■ PROBLEM STATEMENT: Go through the records and report each line in which the word "DbError" occurs.

■ GIVEN RECORDS:
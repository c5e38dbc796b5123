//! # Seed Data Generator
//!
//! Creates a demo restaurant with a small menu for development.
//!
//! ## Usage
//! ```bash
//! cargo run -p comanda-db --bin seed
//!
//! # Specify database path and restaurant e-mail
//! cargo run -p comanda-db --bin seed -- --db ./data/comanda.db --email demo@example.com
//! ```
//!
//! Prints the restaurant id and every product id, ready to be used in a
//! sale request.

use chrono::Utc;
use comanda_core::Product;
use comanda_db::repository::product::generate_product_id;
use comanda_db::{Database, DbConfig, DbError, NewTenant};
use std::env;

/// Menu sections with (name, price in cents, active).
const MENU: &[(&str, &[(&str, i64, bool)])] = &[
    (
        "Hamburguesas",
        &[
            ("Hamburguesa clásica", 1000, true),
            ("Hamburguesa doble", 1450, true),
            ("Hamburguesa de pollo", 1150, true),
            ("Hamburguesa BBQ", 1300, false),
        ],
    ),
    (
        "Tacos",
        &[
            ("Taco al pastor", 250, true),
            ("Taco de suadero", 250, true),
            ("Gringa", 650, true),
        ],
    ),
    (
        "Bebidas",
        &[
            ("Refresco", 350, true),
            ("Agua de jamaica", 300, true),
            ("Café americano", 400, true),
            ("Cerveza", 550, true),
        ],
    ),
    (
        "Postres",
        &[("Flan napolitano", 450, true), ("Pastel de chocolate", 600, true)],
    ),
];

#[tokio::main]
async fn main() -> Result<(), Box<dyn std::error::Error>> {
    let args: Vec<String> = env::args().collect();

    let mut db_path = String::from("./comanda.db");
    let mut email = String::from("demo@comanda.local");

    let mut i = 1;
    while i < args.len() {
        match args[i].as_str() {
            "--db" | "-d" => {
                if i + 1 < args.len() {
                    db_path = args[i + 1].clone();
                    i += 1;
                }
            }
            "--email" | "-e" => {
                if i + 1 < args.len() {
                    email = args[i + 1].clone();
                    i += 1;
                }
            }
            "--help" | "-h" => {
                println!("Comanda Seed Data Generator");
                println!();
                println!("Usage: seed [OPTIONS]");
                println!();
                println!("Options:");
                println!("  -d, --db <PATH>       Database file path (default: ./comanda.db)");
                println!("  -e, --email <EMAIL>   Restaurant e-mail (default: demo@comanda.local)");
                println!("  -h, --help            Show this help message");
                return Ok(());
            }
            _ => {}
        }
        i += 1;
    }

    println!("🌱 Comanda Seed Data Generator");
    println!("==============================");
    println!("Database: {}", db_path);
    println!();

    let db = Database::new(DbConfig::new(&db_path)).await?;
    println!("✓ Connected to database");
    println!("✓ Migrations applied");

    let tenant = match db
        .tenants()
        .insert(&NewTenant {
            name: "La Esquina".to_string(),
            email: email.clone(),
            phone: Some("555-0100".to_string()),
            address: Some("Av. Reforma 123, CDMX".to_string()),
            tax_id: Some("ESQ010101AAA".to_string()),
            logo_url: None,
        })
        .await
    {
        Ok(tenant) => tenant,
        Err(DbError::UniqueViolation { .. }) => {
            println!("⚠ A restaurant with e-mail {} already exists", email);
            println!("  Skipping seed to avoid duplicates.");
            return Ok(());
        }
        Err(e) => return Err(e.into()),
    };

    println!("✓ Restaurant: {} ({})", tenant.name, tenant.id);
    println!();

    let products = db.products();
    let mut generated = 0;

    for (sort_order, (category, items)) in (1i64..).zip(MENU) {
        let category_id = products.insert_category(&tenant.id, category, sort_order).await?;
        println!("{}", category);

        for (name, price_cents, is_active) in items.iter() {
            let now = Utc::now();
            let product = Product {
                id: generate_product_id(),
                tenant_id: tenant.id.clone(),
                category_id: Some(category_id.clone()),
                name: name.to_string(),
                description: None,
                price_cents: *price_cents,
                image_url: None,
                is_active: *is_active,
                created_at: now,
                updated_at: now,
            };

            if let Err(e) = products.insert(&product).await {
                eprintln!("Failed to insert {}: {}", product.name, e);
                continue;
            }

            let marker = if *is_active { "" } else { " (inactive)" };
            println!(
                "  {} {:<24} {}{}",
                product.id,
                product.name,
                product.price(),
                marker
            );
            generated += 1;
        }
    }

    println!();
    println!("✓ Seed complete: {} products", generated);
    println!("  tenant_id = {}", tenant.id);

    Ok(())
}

--

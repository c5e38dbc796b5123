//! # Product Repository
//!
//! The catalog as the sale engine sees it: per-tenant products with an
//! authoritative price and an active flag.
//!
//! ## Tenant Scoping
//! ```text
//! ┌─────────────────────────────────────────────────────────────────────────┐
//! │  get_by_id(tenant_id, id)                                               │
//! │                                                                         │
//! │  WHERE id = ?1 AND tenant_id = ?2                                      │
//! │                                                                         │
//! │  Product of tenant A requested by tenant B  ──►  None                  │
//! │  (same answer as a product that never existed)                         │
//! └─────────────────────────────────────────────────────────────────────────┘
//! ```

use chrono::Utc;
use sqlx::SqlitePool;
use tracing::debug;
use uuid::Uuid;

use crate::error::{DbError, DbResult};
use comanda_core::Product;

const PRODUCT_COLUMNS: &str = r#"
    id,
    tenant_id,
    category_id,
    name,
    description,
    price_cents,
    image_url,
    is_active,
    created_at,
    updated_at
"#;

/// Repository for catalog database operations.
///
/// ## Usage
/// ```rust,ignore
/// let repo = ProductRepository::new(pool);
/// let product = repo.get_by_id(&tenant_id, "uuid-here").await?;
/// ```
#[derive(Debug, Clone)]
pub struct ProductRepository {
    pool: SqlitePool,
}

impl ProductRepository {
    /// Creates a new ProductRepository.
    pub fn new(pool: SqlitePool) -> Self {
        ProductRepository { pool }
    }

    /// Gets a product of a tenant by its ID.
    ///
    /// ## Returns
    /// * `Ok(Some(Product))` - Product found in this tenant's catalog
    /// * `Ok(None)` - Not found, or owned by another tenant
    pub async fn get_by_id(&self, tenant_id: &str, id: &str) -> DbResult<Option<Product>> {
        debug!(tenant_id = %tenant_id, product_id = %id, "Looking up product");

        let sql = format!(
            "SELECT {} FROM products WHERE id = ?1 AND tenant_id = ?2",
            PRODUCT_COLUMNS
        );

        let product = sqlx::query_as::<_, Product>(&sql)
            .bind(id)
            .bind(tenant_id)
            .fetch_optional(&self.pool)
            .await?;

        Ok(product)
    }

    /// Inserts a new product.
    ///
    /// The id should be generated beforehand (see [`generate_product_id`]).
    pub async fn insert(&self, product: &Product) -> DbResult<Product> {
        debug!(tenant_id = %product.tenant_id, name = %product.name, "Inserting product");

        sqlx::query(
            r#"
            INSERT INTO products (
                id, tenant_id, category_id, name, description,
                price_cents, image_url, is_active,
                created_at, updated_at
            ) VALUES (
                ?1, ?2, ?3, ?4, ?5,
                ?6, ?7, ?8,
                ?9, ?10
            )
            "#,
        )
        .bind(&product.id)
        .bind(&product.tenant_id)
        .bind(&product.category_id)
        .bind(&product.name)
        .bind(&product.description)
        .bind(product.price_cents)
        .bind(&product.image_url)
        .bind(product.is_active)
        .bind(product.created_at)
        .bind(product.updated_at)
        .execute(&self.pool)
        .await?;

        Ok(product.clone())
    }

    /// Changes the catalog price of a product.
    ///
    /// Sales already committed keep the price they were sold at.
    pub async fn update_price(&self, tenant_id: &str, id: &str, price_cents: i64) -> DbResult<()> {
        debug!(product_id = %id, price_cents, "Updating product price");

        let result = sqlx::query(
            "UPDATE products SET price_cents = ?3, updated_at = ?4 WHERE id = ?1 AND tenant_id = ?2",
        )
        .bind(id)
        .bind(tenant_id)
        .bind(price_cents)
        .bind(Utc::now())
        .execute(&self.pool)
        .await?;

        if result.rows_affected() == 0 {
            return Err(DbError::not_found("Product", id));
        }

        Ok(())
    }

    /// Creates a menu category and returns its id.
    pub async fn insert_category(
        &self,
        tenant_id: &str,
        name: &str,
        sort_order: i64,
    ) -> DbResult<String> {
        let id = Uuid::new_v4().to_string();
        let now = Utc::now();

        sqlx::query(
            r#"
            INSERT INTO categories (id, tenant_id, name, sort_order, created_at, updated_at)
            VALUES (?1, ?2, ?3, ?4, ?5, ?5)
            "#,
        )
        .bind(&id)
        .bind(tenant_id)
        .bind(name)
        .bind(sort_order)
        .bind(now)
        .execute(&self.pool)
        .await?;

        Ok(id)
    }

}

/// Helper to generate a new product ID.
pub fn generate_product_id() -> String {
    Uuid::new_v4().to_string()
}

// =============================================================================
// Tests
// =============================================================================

■ EXERCISE RESULT:
use comanda_db::{Database, DbConfig, DbError, NewTenant};
        Err(DbError::UniqueViolation { .. }) => {
use crate::error::{DbError, DbResult};
            return Err(DbError::not_found("Product", id));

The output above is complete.